General Buller's plan now seems to have been briefly as follows: First,
to establish a _modus vivendi_ in the Cape Colony, with sufficient
troops to stand strictly on the defensive; secondly, to send a strong
force to Natal, and either restore the situation there, or, failing
that, extricate Sir George White so that his troops would be again
available for the defence of the Southern portion of the Colony;
thirdly, with what was left of the army corps--no longer strong enough
to invade the Free State--to relieve Kimberley; fourthly, after settling
Natal to return with such troops as could be spared and form with
reinforcements from home a fresh army to carry out the original scheme
of invading the Free State.

The defect in this plan was that there were not enough troops to carry
it out. As we had underestimated the offensive vigour which the enemy
was able to develop before the army could reach South Africa, so now we
altogether miscalculated his extraordinary strength on the defensive.
But it is impossible to see what else could have been done, and at any
rate no one appreciated the magnitude of the difficulties more correctly
than Sir Redvers Buller. He knew Northern Natal and understood the
advantages that the Boers enjoyed among its mountains and kopjes.

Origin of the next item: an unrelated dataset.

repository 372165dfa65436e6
pub mod user;

pub use user::PostgresUserRepository;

On one occasion he even went so far as to describe the operation he had
proposed as a 'forlorn hope,' so dark and gloomy was the situation in
South Africa during the first fortnight in November. It was stated that
the General was ordered by the War Office to go to Natal, and went there
against his own will and judgment. This, however, was not true; and when
I asked him he replied: 'It was the most difficult business of all. I
knew what it meant, and that it was doubtful whether we should get
through to Ladysmith. I had not the nerve to order a subordinate to do
it. I was the big man. I had to go myself.'

What followed, with the exception of the battle of Colenso, our first
experience of the Boer behind entrenchments, has been to some extent
described in these letters. Viewed in the light of after knowledge it
does not appear that the holding of Ladysmith was an unfortunate act.

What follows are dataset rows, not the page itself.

use async_trait::async_trait;

use crate::domain::user::models::EmailAddress;
use crate::domain::user::models::Identity;
use crate::domain::user::models::NewUser;
use crate::domain::user::models::Password;
use crate::domain::user::models::PublicProfile;
use crate::domain::user::models::RegisterCommand;
use crate::domain::user::models::User;
use crate::user::errors::UserError;

/// Port for user domain service operations.
#[async_trait]
pub trait UserServicePort: Send + Sync + 'static {
    /// Register a new account with a password.
    ///
    /// Uniqueness is decided by the store's insert, not by a prior lookup.
    ///
    /// # Arguments
    /// * `command` - Validated command containing email, username, and password
    ///
    /// # Returns
    /// Identity of the persisted user
    ///
    /// # Errors
    /// * `EmailAlreadyExists` - Email is already registered
    /// * `UsernameAlreadyExists` - Username is already taken
    /// * `Hashing` - Password hashing failed
    /// * `DatabaseError` - Database operation failed
    async fn register(&self, command: RegisterCommand) -> Result<Identity, UserError>;

    /// Verify credentials.
    ///
    /// Does not issue a token; the caller owns the session lifetime policy.
    ///
    /// # Arguments
    /// * `identifier` - Stored email or stored username
    /// * `password` - Plaintext password
    ///
    /// # Errors
    /// * `UserNotFound` - No record matches the identifier
    /// * `InvalidPassword` - Password does not match, or the account has no password
    /// * `DatabaseError` - Database operation failed
    async fn authenticate(&self, identifier: &str, password: &str)
        -> Result<Identity, UserError>;

    /// Replace the password of the account owning `email`.
    ///
    /// Accounts that already have a password must present it; accounts
    /// created through an identity provider may set a first one.
    ///
    /// # Errors
    /// * `UserNotFound` - No account with that email
    /// * `InvalidPassword` - `current_password` missing or wrong
    /// * `Hashing` - Password hashing failed
    /// * `DatabaseError` - Database operation failed
    async fn change_password(
        &self,
        email: &str,
        current_password: Option<&str>,
        new_password: Password,
    ) -> Result<(), UserError>;

    /// Delete the account owning `email`.
    ///
    /// # Errors
    /// * `UserNotFound` - No account with that email
    /// * `DatabaseError` - Database operation failed
    async fn delete_account(&self, email: &str) -> Result<(), UserError>;

    /// Public view of an account, looked up by username.
    ///
    /// # Errors
    /// * `ProfileNotFound` - No account with that username
    /// * `DatabaseError` - Database operation failed
    async fn get_profile(&self, username: &str) -> Result<PublicProfile, UserError>;
}

/// Persistence operations for user aggregate.
#[async_trait]
pub trait UserRepository: Send + Sync + 'static {
    /// Persist new user to storage.
    ///
    /// # Returns
    /// Created user entity with its store-assigned identifier
    ///
    /// # Errors
    /// * `EmailAlreadyExists` - Email unique constraint fired
    /// * `UsernameAlreadyExists` - Username unique constraint fired
    /// * `DatabaseError` - Database operation failed
    async fn create(&self, user: NewUser) -> Result<User, UserError>;

    /// Retrieve the user whose email or username equals `identifier`.
    ///
    /// # Errors
    /// * `DatabaseError` - Database operation failed
    async fn find_by_email_or_username(&self, identifier: &str)
        -> Result<Option<User>, UserError>;

    /// Retrieve user by email address.
    ///
    /// # Errors
    /// * `DatabaseError` - Database operation failed
    async fn find_by_email(&self, email: &EmailAddress) -> Result<Option<User>, UserError>;

    /// Retrieve user by exact username.
    ///
    /// # Errors
    /// * `DatabaseError` - Database operation failed
    async fn find_by_username(&self, username: &str) -> Result<Option<User>, UserError>;

    /// Store a new password hash and bump `updated_at`.
    ///
    /// # Errors
    /// * `UserNotFound` - No row with that email
    /// * `DatabaseError` - Database operation failed
    async fn update_password_hash(
        &self,
        email: &EmailAddress,
        password_hash: &str,
    ) -> Result<(), UserError>;

    /// Remove the user and return the deleted record, if any.
    ///
    /// # Errors
    /// * `DatabaseError` - Database operation failed
    async fn delete_by_email(&self, email: &EmailAddress) -> Result<Option<User>, UserError>;
}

The flower of the Boer army was occupied and exhausted in futile efforts
to take the town and stave off the relieving forces. Four precious
months were wasted by the enemy in a vain enterprise. Fierce and bloody
fighting raged for several weeks with heavy loss to both sides, but
without shame to either. In the end the British were completely
victorious. Not only did their garrison endure famine, disease, and
bombardment with constancy and composure and repel all assaults, but the
soldiers of the relief column sustained undismayed repeated
disappointments and reverses, and finally triumphed because through
thick and thin they were loyal to their commander and more stubborn even
than the stubborn Dutch.

In spite of, perhaps because of, some mistakes and many misfortunes the
defence and relief of Ladysmith will not make a bad page in British
history. Indeed it seems to me very likely that in future times our
countrymen will think that we were most fortunate to find after a
prolonged peace leaders of quality and courage, who were moreover
honourable gentlemen, to carry our military affairs through all kinds of
difficulties to a prosperous issue; and whatever may be said of the
generals it is certain that all will praise the enduring courage of the
regimental officer and the private soldier.